Aufgrund seiner "mangelhaften Schulbildung ging das "Verseschmieden" anfangs verflixt holprig" und Friedrich Moser verglich es mit dem "Schmiedehandwerk seines seligen Großvaters in seinen alten Tagen". Doch mit der Zeit hatte sich doch "ein Gedichtl nach dem anderen" aneinandergereiht.[42]

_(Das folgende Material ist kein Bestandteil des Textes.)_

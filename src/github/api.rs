use super::{
    asset::AssetUpload,
    release::{Release, ReleaseAsset},
    repository::Repository,
    request::UpsertReleaseRequest,
    tag::{Tag, TagRef},
};
use crate::http::Error;

/// Remote operations the publication workflow depends on.
///
/// Lookups return `Ok(None)` only when the remote answered with a definitive
/// not-found. Every other failure is an `Err`.
#[allow(async_fn_in_trait)]
pub trait ReleaseApi {
    /// Published releases only: GitHub hides drafts from this lookup.
    async fn get_release_by_tag(
        &self,
        repo: &Repository,
        tag: &Tag,
    ) -> Result<Option<Release>, Error>;

    /// Every release of the repository, drafts included.
    async fn list_releases(&self, repo: &Repository) -> Result<Vec<Release>, Error>;

    /// Resolves a branch, tag or (short) SHA to a full commit SHA.
    async fn resolve_commit(&self, repo: &Repository, commitish: &str) -> Result<String, Error>;

    async fn get_tag_ref(&self, repo: &Repository, tag: &Tag) -> Result<Option<TagRef>, Error>;

    async fn delete_tag_ref(&self, repo: &Repository, tag: &Tag) -> Result<(), Error>;

    async fn create_tag_ref(&self, repo: &Repository, tag: &Tag, sha: &str)
        -> Result<TagRef, Error>;

    async fn create_release(
        &self,
        repo: &Repository,
        release: &UpsertReleaseRequest,
    ) -> Result<Release, Error>;

    async fn edit_release(
        &self,
        repo: &Repository,
        release_id: u64,
        release: &UpsertReleaseRequest,
    ) -> Result<Release, Error>;

    async fn delete_release_asset(
        &self,
        repo: &Repository,
        asset: &ReleaseAsset,
    ) -> Result<(), Error>;

    async fn upload_release_asset(
        &self,
        release: &Release,
        upload: AssetUpload,
    ) -> Result<ReleaseAsset, Error>;
}
use latency_bench_model::Observation;
use polars::prelude::*;

/// Column names match the durable log header so the frame reads the same as the CSV.
pub(crate) const ELAPSED_COLUMN: &str = "elapsed_time_sec";
pub(crate) const LATENCY_COLUMN: &str = "inference_time_ms";

pub(crate) fn observations_frame(observations: &[Observation]) -> PolarsResult<DataFrame> {
    let elapsed: Vec<f64> = observations.iter().map(|o| o.elapsed_sec).collect();
    let latencies: Vec<f64> = observations.iter().map(|o| o.latency_ms).collect();

    df!(
        ELAPSED_COLUMN => elapsed,
        LATENCY_COLUMN => latencies,
    )
}
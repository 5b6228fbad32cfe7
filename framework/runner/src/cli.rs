use clap::Parser;
use std::path::PathBuf;

#[derive(Parser, Debug)]
#[command(about, long_about = None)]
pub struct Cli {
    /// URL of the inference endpoint to probe, for example
    /// `http://127.0.0.1:31818/feedback/analyse`
    #[clap(short, long)]
    pub endpoint: String,

    /// Path to the JSON corpus of feedback payloads to send
    #[clap(short, long, default_value = "feedback_input_text_unique_variations.json")]
    pub corpus: PathBuf,

    /// Path of the durable observation log written incrementally during the run
    #[clap(long, default_value = "inference_latency_log.csv")]
    pub log_path: PathBuf,

    /// Directory where the chart artifacts and the summary JSON are written
    #[clap(long, default_value = ".")]
    pub artifacts_dir: PathBuf,

    /// Path of the append-only run report file
    #[clap(long, default_value = "run_reports.jsonl")]
    pub run_report_path: PathBuf,

    /// Per-request timeout in seconds
    #[clap(long, default_value_t = 100)]
    pub timeout: u64,

    /// Delay between consecutive probes in milliseconds, to throttle the request rate
    /// against the target service
    #[clap(long, default_value_t = 500)]
    pub pacing_ms: u64,

    /// Do not show a progress bar on the CLI.
    ///
    /// This is recommended for CI/CD environments where the progress bar isn't being looked at by anyone and is just adding noise to the logs.
    #[clap(long, default_value = "false")]
    pub no_progress: bool,
}
use serde::{Deserialize, Serialize};

/// Mean and spread of the latency series, plus the share of samples within one, two and
/// three standard deviations of the mean.
#[derive(Debug, Clone, Serialize, Deserialize, PartialEq)]
pub struct LatencyStats {
    pub mean: f64,
    pub std: f64,
    pub min: f64,
    pub max: f64,
    pub within_std: f64,
    pub within_2std: f64,
    pub within_3std: f64,
}

/// Minimum, first quartile, median, third quartile and maximum of the latency series,
/// with linearly interpolated quartiles.
#[derive(Debug, Clone, Copy, Serialize, Deserialize, PartialEq)]
pub struct FiveNumberSummary {
    pub min: f64,
    pub q1: f64,
    pub median: f64,
    pub q3: f64,
    pub max: f64,
}

/// Machine-readable output of a summarised run, written next to the chart artifacts.
#[derive(Debug, Clone, Serialize, Deserialize, PartialEq)]
pub struct SummaryOutput {
    pub samples: usize,
    pub stats: LatencyStats,
    pub five_number: FiveNumberSummary,
    /// Paths of the artifacts that rendered successfully
    pub artifacts: Vec<String>,
}
use std::sync::Arc;
use std::time::{Duration, Instant};

use anyhow::Context;
use latency_bench_core::prelude::InterruptListener;
use latency_bench_model::{append_run_report, RunReport, RunStatus};

use crate::cli::Cli;
use crate::corpus::{load_corpus, Payload};
use crate::executor::Executor;
use crate::probe::{HttpProbe, Probe};
use crate::progress::ProgressReporter;
use crate::recorder::Recorder;
use crate::shutdown::start_interrupt_listener;
use crate::types::{BenchResult, RunOutcome};

/// Drive a full benchmarking run: load the corpus, probe every payload while persisting
/// observations as they arrive, then hand the collected series to the summariser.
pub fn run(cli: Cli) -> BenchResult<()> {
    let corpus = load_corpus(&cli.corpus)?;
    log::info!("Loaded {} feedback entries", corpus.len());

    let runtime = tokio::runtime::Runtime::new().context("Failed to create Tokio runtime")?;
    let executor = Arc::new(Executor::new(runtime));
    let interrupt_handle = start_interrupt_listener(&executor);

    let endpoint = reqwest::Url::parse(&cli.endpoint)
        .with_context(|| format!("Invalid endpoint URL: {}", cli.endpoint))?;
    let probe = HttpProbe::new(executor, endpoint, Duration::from_secs(cli.timeout))?;

    let recorder = Recorder::create(&cli.log_path)?;
    let progress = ProgressReporter::new(corpus.len() as u64, cli.no_progress);
    let mut interrupt = interrupt_handle.new_listener();

    let outcome = run_loop(
        &probe,
        &corpus,
        recorder,
        &mut interrupt,
        Duration::from_millis(cli.pacing_ms),
        &progress,
    )?;

    log::info!(
        "Run {:?} with {} observations and {} failures",
        outcome.status,
        outcome.observations.len(),
        outcome.failure_count
    );

    let report = RunReport {
        run_id: nanoid::nanoid!(),
        endpoint: cli.endpoint.clone(),
        started_at: outcome.started_at,
        observation_count: outcome.observations.len(),
        failure_count: outcome.failure_count,
        status: outcome.status,
        harness_version: env!("CARGO_PKG_VERSION").to_string(),
    };
    append_run_report(&report, &cli.run_report_path).context("Failed to append the run report")?;

    latency_summariser::summarize(&outcome.observations, &cli.artifacts_dir)?;

    Ok(())
}

/// The resilient measurement loop.
///
/// Per-item failure isolation: a probe error is counted, logged and skipped, while a
/// recorder write error ends the run. The interrupt is sampled only at the top of each
/// iteration, so an in-flight probe always completes or errors before cancellation takes
/// effect.
pub fn run_loop<P: Probe>(
    probe: &P,
    corpus: &[Payload],
    mut recorder: Recorder,
    interrupt: &mut InterruptListener,
    pacing: Duration,
    progress: &ProgressReporter,
) -> BenchResult<RunOutcome> {
    let started = Instant::now();
    let started_at = chrono::Utc::now().timestamp();
    let mut failure_count = 0;
    let mut status = RunStatus::Running;

    for (index, payload) in corpus.iter().enumerate() {
        if interrupt.is_interrupted() {
            status = RunStatus::Cancelled;
            break;
        }

        match probe.probe(payload) {
            Ok(latency_ms) => {
                let elapsed_sec = started.elapsed().as_secs_f64();
                recorder.record(elapsed_sec, latency_ms)?;
                progress.on_success(index, elapsed_sec, latency_ms);
            }
            Err(cause) => {
                failure_count += 1;
                progress.on_failure(index, &cause);
            }
        }

        // Pace the loop whether the probe succeeded or not, to throttle the request
        // rate against the target service.
        std::thread::sleep(pacing);
    }
    progress.finish();

    if status == RunStatus::Running {
        status = RunStatus::Completed;
    }

    Ok(RunOutcome {
        observations: recorder.into_observations(),
        failure_count,
        status,
        started_at,
    })
}

#[cfg(test)]
mod tests {
    use super::*;
    use crate::probe::ProbeError;
    use latency_bench_core::prelude::InterruptHandle;
    use latency_bench_model::load_observation_log;
    use serde_json::json;
    use std::cell::RefCell;
    use std::collections::VecDeque;

    struct ScriptedProbe {
        results: RefCell<VecDeque<Result<f64, ProbeError>>>,
        interrupt_on_probe: Option<InterruptHandle>,
    }

    impl ScriptedProbe {
        fn new(results: Vec<Result<f64, ProbeError>>) -> Self {
            Self {
                results: RefCell::new(results.into()),
                interrupt_on_probe: None,
            }
        }
    }

    impl Probe for ScriptedProbe {
        fn probe(&self, _payload: &Payload) -> Result<f64, ProbeError> {
            if let Some(handle) = &self.interrupt_on_probe {
                handle.interrupt();
            }
            self.results
                .borrow_mut()
                .pop_front()
                .expect("probe invoked more times than scripted")
        }
    }

    fn corpus_of(len: usize) -> Vec<Payload> {
        (0..len).map(|i| json!({"text": format!("entry {i}")})).collect()
    }

    #[test]
    fn probe_failures_are_isolated_and_counted() {
        let dir = tempfile::tempdir().unwrap();
        let log_path = dir.path().join("observations.csv");
        let recorder = Recorder::create(&log_path).unwrap();

        let probe = ScriptedProbe::new(vec![
            Ok(50.0),
            Err(ProbeError::MissingLatency),
            Ok(80.0),
        ]);
        let handle = InterruptHandle::new();
        let mut interrupt = handle.new_listener();
        let progress = ProgressReporter::new(3, true);

        let outcome = run_loop(
            &probe,
            &corpus_of(3),
            recorder,
            &mut interrupt,
            Duration::ZERO,
            &progress,
        )
        .unwrap();

        assert_eq!(RunStatus::Completed, outcome.status);
        assert_eq!(1, outcome.failure_count);

        let latencies: Vec<f64> = outcome.observations.iter().map(|o| o.latency_ms).collect();
        assert_eq!(vec![50.0, 80.0], latencies);
        assert!(outcome.observations[0].elapsed_sec <= outcome.observations[1].elapsed_sec);

        // The durable log agrees with the in-memory series: two rows, the failed entry
        // was never recorded.
        assert_eq!(2, load_observation_log(&log_path).unwrap().len());
    }

    #[test]
    fn interrupt_is_observed_at_the_next_iteration_boundary() {
        let dir = tempfile::tempdir().unwrap();
        let log_path = dir.path().join("observations.csv");
        let recorder = Recorder::create(&log_path).unwrap();

        // The signal lands while the first probe is in flight. That probe still
        // completes and is recorded; no further payload is ever probed.
        let handle = InterruptHandle::new();
        let mut probe = ScriptedProbe::new(vec![Ok(50.0)]);
        probe.interrupt_on_probe = Some(handle.clone());
        let mut interrupt = handle.new_listener();
        let progress = ProgressReporter::new(5, true);

        let outcome = run_loop(
            &probe,
            &corpus_of(5),
            recorder,
            &mut interrupt,
            Duration::ZERO,
            &progress,
        )
        .unwrap();

        assert_eq!(RunStatus::Cancelled, outcome.status);
        assert_eq!(1, outcome.observations.len());
        assert_eq!(0, outcome.failure_count);
        assert_eq!(1, load_observation_log(&log_path).unwrap().len());
    }

    #[test]
    fn a_recorder_write_failure_ends_the_run() {
        // A recorder over /dev/full fails every row write with ENOSPC.
        let log_path = std::path::Path::new("/dev/full");
        let file = std::fs::OpenOptions::new()
            .write(true)
            .open(log_path)
            .unwrap();
        let recorder = Recorder::over_file(file, log_path);

        let probe = ScriptedProbe::new(vec![Ok(50.0), Ok(60.0), Ok(70.0)]);
        let handle = InterruptHandle::new();
        let mut interrupt = handle.new_listener();
        let progress = ProgressReporter::new(3, true);

        let error = run_loop(
            &probe,
            &corpus_of(3),
            recorder,
            &mut interrupt,
            Duration::ZERO,
            &progress,
        )
        .expect_err("A failed row write must terminate the run");
        assert!(error.downcast_ref::<crate::recorder::RecorderWriteError>().is_some());

        // Only the first payload was probed; the loop never reached the rest.
        assert_eq!(2, probe.results.borrow().len());
    }

    #[test]
    fn an_exhausted_empty_corpus_completes() {
        let dir = tempfile::tempdir().unwrap();
        let recorder = Recorder::create(&dir.path().join("observations.csv")).unwrap();

        let probe = ScriptedProbe::new(vec![]);
        let handle = InterruptHandle::new();
        let mut interrupt = handle.new_listener();
        let progress = ProgressReporter::new(0, true);

        let outcome = run_loop(
            &probe,
            &[],
            recorder,
            &mut interrupt,
            Duration::ZERO,
            &progress,
        )
        .unwrap();

        assert_eq!(RunStatus::Completed, outcome.status);
        assert!(outcome.observations.is_empty());
        assert_eq!(0, outcome.failure_count);
    }
}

Es wurde ja schon angeführt, dass Friedrich Moser im Jahre 1906 bei seinem Aufenthalt in Gmünd den Apotheker Frido Kordon kennengelernt hat. Dieser fand Gefallen an den Gedichten Mosers und empfahl ihm, sie vertonen zu lassen. Das getraute dieser sich jedoch nicht, doch "brachte er den Mut auf, ohne Ausbildung in Musik, ohne Kenntnis der Harmonielehre und der Musikgeschichte, die Lieder selbst zu vertonen!"[43]

1910 dichtete er anläßlich des "Hosenrock-Rummels" in Graz das Lied "Der Hosenrock in Graz" und erregte damit einiges Aufsehen. [44][44|44] Bei Kriegsbeginn hat er auch einige patriotische Lieder geschrieben und vertont, bis jetzt ist keines davon bekannt. Doch Friedrich Moser erkannte bald, daß "in Volks- und Sängerkreisen die Volks-, Heimat- und Naturlieder die beliebtesten waren".[45]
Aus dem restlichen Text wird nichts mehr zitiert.